TASK DESCRIPTION: Among the entries below, copy every line that carries the word "published".

SUPPLIED RECORDS:
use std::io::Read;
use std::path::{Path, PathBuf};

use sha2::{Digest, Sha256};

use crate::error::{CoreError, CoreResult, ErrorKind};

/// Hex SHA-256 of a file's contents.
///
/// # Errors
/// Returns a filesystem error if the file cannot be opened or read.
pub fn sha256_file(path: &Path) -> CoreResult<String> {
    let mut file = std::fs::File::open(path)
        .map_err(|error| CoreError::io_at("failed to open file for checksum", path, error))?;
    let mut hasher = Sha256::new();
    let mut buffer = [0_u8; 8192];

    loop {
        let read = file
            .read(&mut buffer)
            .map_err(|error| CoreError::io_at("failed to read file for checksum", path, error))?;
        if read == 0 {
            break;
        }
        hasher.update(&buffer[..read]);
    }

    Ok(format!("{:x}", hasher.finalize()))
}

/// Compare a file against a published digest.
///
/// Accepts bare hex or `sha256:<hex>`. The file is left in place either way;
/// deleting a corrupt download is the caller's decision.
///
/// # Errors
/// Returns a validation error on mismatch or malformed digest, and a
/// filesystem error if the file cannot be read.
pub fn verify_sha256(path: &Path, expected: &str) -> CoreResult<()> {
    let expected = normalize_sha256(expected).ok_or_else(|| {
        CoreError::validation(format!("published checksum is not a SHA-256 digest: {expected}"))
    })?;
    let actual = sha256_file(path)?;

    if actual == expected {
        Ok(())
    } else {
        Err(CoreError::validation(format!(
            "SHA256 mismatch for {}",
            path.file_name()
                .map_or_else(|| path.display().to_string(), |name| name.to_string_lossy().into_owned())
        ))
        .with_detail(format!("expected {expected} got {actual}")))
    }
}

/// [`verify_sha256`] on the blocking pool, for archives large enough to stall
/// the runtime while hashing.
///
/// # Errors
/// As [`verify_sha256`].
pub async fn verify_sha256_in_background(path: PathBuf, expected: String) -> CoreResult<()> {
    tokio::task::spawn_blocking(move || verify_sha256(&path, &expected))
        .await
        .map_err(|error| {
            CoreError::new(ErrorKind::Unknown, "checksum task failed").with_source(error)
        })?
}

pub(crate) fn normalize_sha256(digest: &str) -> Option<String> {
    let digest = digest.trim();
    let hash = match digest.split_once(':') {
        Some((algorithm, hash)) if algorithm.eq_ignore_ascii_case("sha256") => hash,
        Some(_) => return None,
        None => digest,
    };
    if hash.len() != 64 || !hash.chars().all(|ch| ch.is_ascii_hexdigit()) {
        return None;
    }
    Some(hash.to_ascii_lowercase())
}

ANSWER FOR THE TASK:
/// Compare a file against a published digest.
        CoreError::validation(format!("published checksum is not a SHA-256 digest: {expected}"))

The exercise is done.